Hot damn, this is a massive diamond found in the rough of the original film. I cannot wait for the release of this and how well it's received.
 
OK that Bob Guccione commercial felt like part parody of a commercial for kids toys based on mature properties but also had a touch of pedophilia in it as well... Like Bob was just licking his lips waiting for those kids to turn 18 just so they could work for him and have new talent that already has a sense of loyalty to him..


But creepy adds foe creepy toy line aside this would be an interesting find. Caligula was originally envisioned as the grand epics of the old Hollywood era but born again for the new. (Ben hur, the ten commandments, Cleopatra) the problem being that the production got seized by a porn producer who basically wanted to make porn with a budget of a blockbuster.


Still if there's no option to at least watch a full cut that includes the artsy stuff Vidal and brass wanted and the trashy stuff Guccione added I'll lose half my interest
 
I remember watching this, it was bland all over.

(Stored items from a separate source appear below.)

//! DDL generation for a synthesized relational schema

use super::catalog::SchemaMigrator;
use super::dialect::{get_dialect, SqlDialect, SqlDialectImpl};
use super::schema::{Column, ForeignKey, RelationalSchema, Table};
use crate::error::CompileResult;

/// Generator for SQL DDL (CREATE TABLE, foreign keys, DROP TABLE)
pub struct DdlGenerator {
    dialect: Box<dyn SqlDialectImpl>,
}

impl DdlGenerator {
    /// Create a new DDL generator for the specified dialect
    pub fn new(dialect: SqlDialect) -> Self {
        Self {
            dialect: get_dialect(dialect),
        }
    }

    /// Generate CREATE TABLE statement for a table
    ///
    /// Foreign keys are only inlined for dialects that cannot add them later.
    pub fn generate_table(&self, table: &Table) -> String {
        let mut sql = format!(
            "CREATE TABLE {} (\n",
            self.dialect.quote_identifier(&table.name)
        );

        let mut lines: Vec<String> = table
            .columns
            .iter()
            .map(|column| format!("    {}", self.generate_column(table, column)))
            .collect();

        if !self.dialect.supports_alter_foreign_key() {
            for fk in &table.foreign_keys {
                lines.push(format!("    {}", self.foreign_key_clause(fk)));
            }
        }

        sql.push_str(&lines.join(",\n"));
        sql.push_str("\n)");
        sql
    }

    /// Generate column definition
    fn generate_column(&self, table: &Table, column: &Column) -> String {
        if column.name == table.primary_key && column.auto_increment {
            return self.dialect.auto_increment_primary_key(&column.name);
        }

        let mut col = format!(
            "{} {}",
            self.dialect.quote_identifier(&column.name),
            self.dialect.column_type(column.column_type)
        );
        if column.name == table.primary_key {
            col.push_str(" PRIMARY KEY");
        } else if !column.nullable {
            col.push_str(" NOT NULL");
        }
        col
    }

    fn foreign_key_clause(&self, fk: &ForeignKey) -> String {
        format!(
            "FOREIGN KEY ({}) REFERENCES {} ({})",
            self.quote_list(&fk.columns),
            self.dialect.quote_identifier(&fk.referenced_table),
            self.quote_list(&fk.referenced_columns)
        )
    }

    fn quote_list(&self, names: &[String]) -> String {
        names
            .iter()
            .map(|n| self.dialect.quote_identifier(n))
            .collect::<Vec<_>>()
            .join(", ")
    }

    /// Generate `ALTER TABLE ... ADD CONSTRAINT` statements for a table
    ///
    /// Empty for dialects that inline foreign keys.
    pub fn generate_foreign_keys(&self, table: &Table) -> Vec<String> {
        if !self.dialect.supports_alter_foreign_key() {
            return Vec::new();
        }
        table
            .foreign_keys
            .iter()
            .map(|fk| {
                format!(
                    "ALTER TABLE {} ADD CONSTRAINT {} {}",
                    self.dialect.quote_identifier(&table.name),
                    self.dialect.quote_identifier(&fk.name),
                    self.foreign_key_clause(fk)
                )
            })
            .collect()
    }

    /// Generate ordered DDL statements for the given tables: every CREATE
    /// TABLE first, then every foreign key
    pub fn generate_tables<'t>(&self, tables: impl IntoIterator<Item = &'t Table>) -> Vec<String> {
        let tables: Vec<&Table> = tables.into_iter().collect();
        let mut statements: Vec<String> =
            tables.iter().map(|t| self.generate_table(t)).collect();
        for table in &tables {
            statements.extend(self.generate_foreign_keys(table));
        }
        statements
    }

    /// Generate complete DDL for a schema
    pub fn generate_schema(&self, schema: &RelationalSchema) -> Vec<String> {
        self.generate_tables(&schema.tables)
    }

    /// Generate DROP TABLE statement
    pub fn generate_drop_table(&self, table: &Table) -> String {
        format!(
            "DROP TABLE IF EXISTS {}",
            self.dialect.quote_identifier(&table.name)
        )
    }

    /// Generate DROP TABLE statements for all tables in reverse creation order
    pub fn generate_drop_schema(&self, schema: &RelationalSchema) -> Vec<String> {
        schema
            .tables
            .iter()
            .rev()
            .map(|t| self.generate_drop_table(t))
            .collect()
    }
}

/// Creates the tables missing from the current schema; existing tables are
/// left untouched
impl SchemaMigrator for DdlGenerator {
    fn current_schema(&self) -> CompileResult<RelationalSchema> {
        Ok(RelationalSchema::new())
    }

    fn migrate(
        &self,
        current: &RelationalSchema,
        desired: &RelationalSchema,
    ) -> CompileResult<Vec<String>> {
        let missing = desired
            .tables
            .iter()
            .filter(|t| current.get_table(&t.name).is_none());
        Ok(self.generate_tables(missing))
    }
}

Its still worth watching, don't get me wrong, but most people will be bored.

The odd cobbling together of known actors with terrible direction, odd set pieces and an air of overtly pretentiousness made this a chore to get through.

As far as the nudity/sex goes its fairly tame and "artistic"

Then there is the fisting scene...
 
I bootlegged two different versions of this last year and they were both pretentious shite. I fast forwarded most of the way through (especially the nudity) until I just got bored and gave up. Don't tell me they've managed to cut a third turd from all that unseen footage. Why?

There was a Greek film I saw some years ago that takes the underlying story of Caligula and turns it into a very smart comedy. Two young film makers can only get funding for their script from a washed up porn producer who is planning to pull a Guccione on them. It's called Afstiros Katallilo, it's played strictly for laughs, and it's a lot better way to spend your time if you can track it down.
 
Some actually nice work using VFX & AI audio tools. Shame it was spent on this perverse brainrot by that miserable homo Gore Vidal. Only kind things I can say about Caligula is the psycho-baroque production design by the Flash Gordon PD is pretty cool, the soundtrack is occasionally brilliant & Malcolm McDowell coked to the gills is interesting to watch even if he‘s just doing a Roman Alex from A Clockwork Orange..

Imagine if all this effort had been put into, say, an ultra-extended cut of David Lynch’s Dune, adding VFX & repairing audio in raw scenes that never made it into even fan edits. You’d also likely only have the director being disinterested in being involved, instead of every surviving cast & crew member. Though even Lynch has softened a bit on his Dune PTSD. I can think of a dozen films more worthy of this sweat than Tinto & Vidal’s ripoff of Fellini’s Satyricon.